— AIM OF THE EXERCISE —
Write out the full listing below exactly as given.
================
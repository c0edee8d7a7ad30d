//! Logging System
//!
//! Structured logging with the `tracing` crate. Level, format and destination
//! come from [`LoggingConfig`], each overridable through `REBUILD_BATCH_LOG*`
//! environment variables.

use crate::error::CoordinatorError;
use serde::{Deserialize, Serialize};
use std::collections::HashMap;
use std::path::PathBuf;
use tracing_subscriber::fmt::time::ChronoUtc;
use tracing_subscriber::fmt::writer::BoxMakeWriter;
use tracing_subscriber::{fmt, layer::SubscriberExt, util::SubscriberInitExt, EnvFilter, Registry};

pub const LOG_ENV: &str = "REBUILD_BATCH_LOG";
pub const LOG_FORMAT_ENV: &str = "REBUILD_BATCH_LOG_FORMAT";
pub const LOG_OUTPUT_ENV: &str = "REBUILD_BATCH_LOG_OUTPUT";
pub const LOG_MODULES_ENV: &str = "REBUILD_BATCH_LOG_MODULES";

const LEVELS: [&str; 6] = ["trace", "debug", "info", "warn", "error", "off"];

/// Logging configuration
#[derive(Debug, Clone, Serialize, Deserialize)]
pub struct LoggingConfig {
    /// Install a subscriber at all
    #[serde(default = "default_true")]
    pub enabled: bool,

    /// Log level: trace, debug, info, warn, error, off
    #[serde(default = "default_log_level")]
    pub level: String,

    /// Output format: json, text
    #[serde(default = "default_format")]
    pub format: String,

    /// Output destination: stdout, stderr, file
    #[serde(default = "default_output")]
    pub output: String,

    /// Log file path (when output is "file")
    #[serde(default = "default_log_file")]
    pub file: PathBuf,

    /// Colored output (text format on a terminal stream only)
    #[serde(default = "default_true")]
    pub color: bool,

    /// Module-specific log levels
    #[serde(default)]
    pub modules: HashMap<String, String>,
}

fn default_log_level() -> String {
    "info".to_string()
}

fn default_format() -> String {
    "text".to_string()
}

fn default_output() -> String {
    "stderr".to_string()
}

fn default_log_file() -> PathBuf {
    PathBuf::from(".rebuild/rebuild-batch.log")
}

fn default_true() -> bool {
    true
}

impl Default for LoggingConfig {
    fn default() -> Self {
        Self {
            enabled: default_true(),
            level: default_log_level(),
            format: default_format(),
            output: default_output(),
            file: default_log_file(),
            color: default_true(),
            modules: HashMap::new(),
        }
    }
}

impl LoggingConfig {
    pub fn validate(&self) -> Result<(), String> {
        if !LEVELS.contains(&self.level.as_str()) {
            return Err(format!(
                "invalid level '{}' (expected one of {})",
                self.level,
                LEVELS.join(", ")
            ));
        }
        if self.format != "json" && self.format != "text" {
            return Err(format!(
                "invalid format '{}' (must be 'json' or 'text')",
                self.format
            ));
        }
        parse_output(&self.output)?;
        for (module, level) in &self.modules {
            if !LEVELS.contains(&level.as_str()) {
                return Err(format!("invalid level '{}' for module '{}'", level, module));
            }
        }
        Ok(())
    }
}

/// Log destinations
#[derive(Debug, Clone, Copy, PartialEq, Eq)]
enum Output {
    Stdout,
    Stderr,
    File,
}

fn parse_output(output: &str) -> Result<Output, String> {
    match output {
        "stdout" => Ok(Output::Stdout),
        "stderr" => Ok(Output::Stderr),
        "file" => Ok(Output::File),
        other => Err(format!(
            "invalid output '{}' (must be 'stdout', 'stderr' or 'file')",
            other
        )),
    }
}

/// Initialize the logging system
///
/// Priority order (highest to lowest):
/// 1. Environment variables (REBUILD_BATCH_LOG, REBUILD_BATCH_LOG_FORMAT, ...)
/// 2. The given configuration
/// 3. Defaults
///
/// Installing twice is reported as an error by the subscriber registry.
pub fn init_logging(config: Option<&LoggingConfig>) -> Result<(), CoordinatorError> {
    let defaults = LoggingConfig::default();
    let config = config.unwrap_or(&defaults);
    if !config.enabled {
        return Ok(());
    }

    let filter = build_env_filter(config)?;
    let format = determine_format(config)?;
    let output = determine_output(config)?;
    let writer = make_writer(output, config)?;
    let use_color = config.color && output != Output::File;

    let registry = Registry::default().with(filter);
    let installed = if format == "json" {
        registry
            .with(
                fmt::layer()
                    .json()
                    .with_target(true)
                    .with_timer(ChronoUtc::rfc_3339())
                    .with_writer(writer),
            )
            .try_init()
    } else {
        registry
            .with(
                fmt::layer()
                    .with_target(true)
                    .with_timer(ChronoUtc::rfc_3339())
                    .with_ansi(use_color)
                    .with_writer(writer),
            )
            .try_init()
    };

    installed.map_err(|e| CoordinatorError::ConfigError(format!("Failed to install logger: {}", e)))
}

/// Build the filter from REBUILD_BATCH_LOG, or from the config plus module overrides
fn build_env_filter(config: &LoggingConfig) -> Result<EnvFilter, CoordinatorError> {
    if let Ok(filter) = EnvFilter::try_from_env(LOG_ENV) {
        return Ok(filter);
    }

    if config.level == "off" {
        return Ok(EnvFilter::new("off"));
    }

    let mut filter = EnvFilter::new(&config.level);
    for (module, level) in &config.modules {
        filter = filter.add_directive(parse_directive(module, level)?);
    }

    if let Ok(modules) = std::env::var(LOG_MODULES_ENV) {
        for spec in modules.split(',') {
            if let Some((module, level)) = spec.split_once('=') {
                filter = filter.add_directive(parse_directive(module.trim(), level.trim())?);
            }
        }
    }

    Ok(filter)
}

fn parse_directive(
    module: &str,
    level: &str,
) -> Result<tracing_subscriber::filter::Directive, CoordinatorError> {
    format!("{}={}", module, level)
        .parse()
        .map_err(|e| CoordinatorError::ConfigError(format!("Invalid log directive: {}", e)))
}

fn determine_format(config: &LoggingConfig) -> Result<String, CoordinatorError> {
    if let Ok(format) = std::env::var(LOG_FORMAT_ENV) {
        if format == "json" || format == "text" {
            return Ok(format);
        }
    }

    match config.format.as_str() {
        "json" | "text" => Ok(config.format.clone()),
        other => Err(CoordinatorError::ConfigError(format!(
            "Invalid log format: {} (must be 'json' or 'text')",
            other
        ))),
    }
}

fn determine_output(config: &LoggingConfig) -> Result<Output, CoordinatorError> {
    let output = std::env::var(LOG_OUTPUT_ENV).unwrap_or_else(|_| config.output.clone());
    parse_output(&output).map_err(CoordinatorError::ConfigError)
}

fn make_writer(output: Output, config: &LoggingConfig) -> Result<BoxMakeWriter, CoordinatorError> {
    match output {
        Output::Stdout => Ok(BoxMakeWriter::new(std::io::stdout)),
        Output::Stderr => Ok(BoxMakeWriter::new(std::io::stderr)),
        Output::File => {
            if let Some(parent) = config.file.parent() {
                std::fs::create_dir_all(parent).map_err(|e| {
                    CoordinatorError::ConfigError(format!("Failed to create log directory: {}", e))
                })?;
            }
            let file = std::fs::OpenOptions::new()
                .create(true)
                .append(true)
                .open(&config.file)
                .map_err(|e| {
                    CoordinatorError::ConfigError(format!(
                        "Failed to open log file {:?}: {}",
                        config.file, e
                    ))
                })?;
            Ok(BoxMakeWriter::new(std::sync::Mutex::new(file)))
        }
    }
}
================
— ANSWER SPACE —
repository c0edee8d7a7ad30d
//! Logging System
//!
//! Structured logging with the `tracing` crate. Level, format and destination
//! come from [`LoggingConfig`], each overridable through `REBUILD_BATCH_LOG*`
//! environment variables.

use crate::error::CoordinatorError;
use serde::{Deserialize, Serialize};
use std::collections::HashMap;
use std::path::PathBuf;
use tracing_subscriber::fmt::time::ChronoUtc;
use tracing_subscriber::fmt::writer::BoxMakeWriter;
use tracing_subscriber::{fmt, layer::SubscriberExt, util::SubscriberInitExt, EnvFilter, Registry};

pub const LOG_ENV: &str = "REBUILD_BATCH_LOG";
pub const LOG_FORMAT_ENV: &str = "REBUILD_BATCH_LOG_FORMAT";
pub const LOG_OUTPUT_ENV: &str = "REBUILD_BATCH_LOG_OUTPUT";
pub const LOG_MODULES_ENV: &str = "REBUILD_BATCH_LOG_MODULES";

const LEVELS: [&str; 6] = ["trace", "debug", "info", "warn", "error", "off"];

/// Logging configuration
#[derive(Debug, Clone, Serialize, Deserialize)]
pub struct LoggingConfig {
    /// Install a subscriber at all
    #[serde(default = "default_true")]
    pub enabled: bool,

    /// Log level: trace, debug, info, warn, error, off
    #[serde(default = "default_log_level")]
    pub level: String,

    /// Output format: json, text
    #[serde(default = "default_format")]
    pub format: String,

    /// Output destination: stdout, stderr, file
    #[serde(default = "default_output")]
    pub output: String,

    /// Log file path (when output is "file")
    #[serde(default = "default_log_file")]
    pub file: PathBuf,

    /// Colored output (text format on a terminal stream only)
    #[serde(default = "default_true")]
    pub color: bool,

    /// Module-specific log levels
    #[serde(default)]
    pub modules: HashMap<String, String>,
}

fn default_log_level() -> String {
    "info".to_string()
}

fn default_format() -> String {
    "text".to_string()
}

fn default_output() -> String {
    "stderr".to_string()
}

fn default_log_file() -> PathBuf {
    PathBuf::from(".rebuild/rebuild-batch.log")
}

fn default_true() -> bool {
    true
}

impl Default for LoggingConfig {
    fn default() -> Self {
        Self {
            enabled: default_true(),
            level: default_log_level(),
            format: default_format(),
            output: default_output(),
            file: default_log_file(),
            color: default_true(),
            modules: HashMap::new(),
        }
    }
}

impl LoggingConfig {
    pub fn validate(&self) -> Result<(), String> {
        if !LEVELS.contains(&self.level.as_str()) {
            return Err(format!(
                "invalid level '{}' (expected one of {})",
                self.level,
                LEVELS.join(", ")
            ));
        }
        if self.format != "json" && self.format != "text" {
            return Err(format!(
                "invalid format '{}' (must be 'json' or 'text')",
                self.format
            ));
        }
        parse_output(&self.output)?;
        for (module, level) in &self.modules {
            if !LEVELS.contains(&level.as_str()) {
                return Err(format!("invalid level '{}' for module '{}'", level, module));
            }
        }
        Ok(())
    }
}

/// Log destinations
#[derive(Debug, Clone, Copy, PartialEq, Eq)]
enum Output {
    Stdout,
    Stderr,
    File,
}

fn parse_output(output: &str) -> Result<Output, String> {
    match output {
        "stdout" => Ok(Output::Stdout),
        "stderr" => Ok(Output::Stderr),
        "file" => Ok(Output::File),
        other => Err(format!(
            "invalid output '{}' (must be 'stdout', 'stderr' or 'file')",
            other
        )),
    }
}

/// Initialize the logging system
///
/// Priority order (highest to lowest):
/// 1. Environment variables (REBUILD_BATCH_LOG, REBUILD_BATCH_LOG_FORMAT, ...)
/// 2. The given configuration
/// 3. Defaults
///
/// Installing twice is reported as an error by the subscriber registry.
pub fn init_logging(config: Option<&LoggingConfig>) -> Result<(), CoordinatorError> {
    let defaults = LoggingConfig::default();
    let config = config.unwrap_or(&defaults);
    if !config.enabled {
        return Ok(());
    }

    let filter = build_env_filter(config)?;
    let format = determine_format(config)?;
    let output = determine_output(config)?;
    let writer = make_writer(output, config)?;
    let use_color = config.color && output != Output::File;

    let registry = Registry::default().with(filter);
    let installed = if format == "json" {
        registry
            .with(
                fmt::layer()
                    .json()
                    .with_target(true)
                    .with_timer(ChronoUtc::rfc_3339())
                    .with_writer(writer),
            )
            .try_init()
    } else {
        registry
            .with(
                fmt::layer()
                    .with_target(true)
                    .with_timer(ChronoUtc::rfc_3339())
                    .with_ansi(use_color)
                    .with_writer(writer),
            )
            .try_init()
    };

    installed.map_err(|e| CoordinatorError::ConfigError(format!("Failed to install logger: {}", e)))
}

/// Build the filter from REBUILD_BATCH_LOG, or from the config plus module overrides
fn build_env_filter(config: &LoggingConfig) -> Result<EnvFilter, CoordinatorError> {
    if let Ok(filter) = EnvFilter::try_from_env(LOG_ENV) {
        return Ok(filter);
    }

    if config.level == "off" {
        return Ok(EnvFilter::new("off"));
    }

    let mut filter = EnvFilter::new(&config.level);
    for (module, level) in &config.modules {
        filter = filter.add_directive(parse_directive(module, level)?);
    }

    if let Ok(modules) = std::env::var(LOG_MODULES_ENV) {
        for spec in modules.split(',') {
            if let Some((module, level)) = spec.split_once('=') {
                filter = filter.add_directive(parse_directive(module.trim(), level.trim())?);
            }
        }
    }

    Ok(filter)
}

fn parse_directive(
    module: &str,
    level: &str,
) -> Result<tracing_subscriber::filter::Directive, CoordinatorError> {
    format!("{}={}", module, level)
        .parse()
        .map_err(|e| CoordinatorError::ConfigError(format!("Invalid log directive: {}", e)))
}

fn determine_format(config: &LoggingConfig) -> Result<String, CoordinatorError> {
    if let Ok(format) = std::env::var(LOG_FORMAT_ENV) {
        if format == "json" || format == "text" {
            return Ok(format);
        }
    }

    match config.format.as_str() {
        "json" | "text" => Ok(config.format.clone()),
        other => Err(CoordinatorError::ConfigError(format!(
            "Invalid log format: {} (must be 'json' or 'text')",
            other
        ))),
    }
}

fn determine_output(config: &LoggingConfig) -> Result<Output, CoordinatorError> {
    let output = std::env::var(LOG_OUTPUT_ENV).unwrap_or_else(|_| config.output.clone());
    parse_output(&output).map_err(CoordinatorError::ConfigError)
}

fn make_writer(output: Output, config: &LoggingConfig) -> Result<BoxMakeWriter, CoordinatorError> {
    match output {
        Output::Stdout => Ok(BoxMakeWriter::new(std::io::stdout)),
        Output::Stderr => Ok(BoxMakeWriter::new(std::io::stderr)),
        Output::File => {
            if let Some(parent) = config.file.parent() {
                std::fs::create_dir_all(parent).map_err(|e| {
                    CoordinatorError::ConfigError(format!("Failed to create log directory: {}", e))
                })?;
            }
            let file = std::fs::OpenOptions::new()
                .create(true)
                .append(true)
                .open(&config.file)
                .map_err(|e| {
                    CoordinatorError::ConfigError(format!(
                        "Failed to open log file {:?}: {}",
                        config.file, e
                    ))
                })?;
            Ok(BoxMakeWriter::new(std::sync::Mutex::new(file)))
        }
    }
}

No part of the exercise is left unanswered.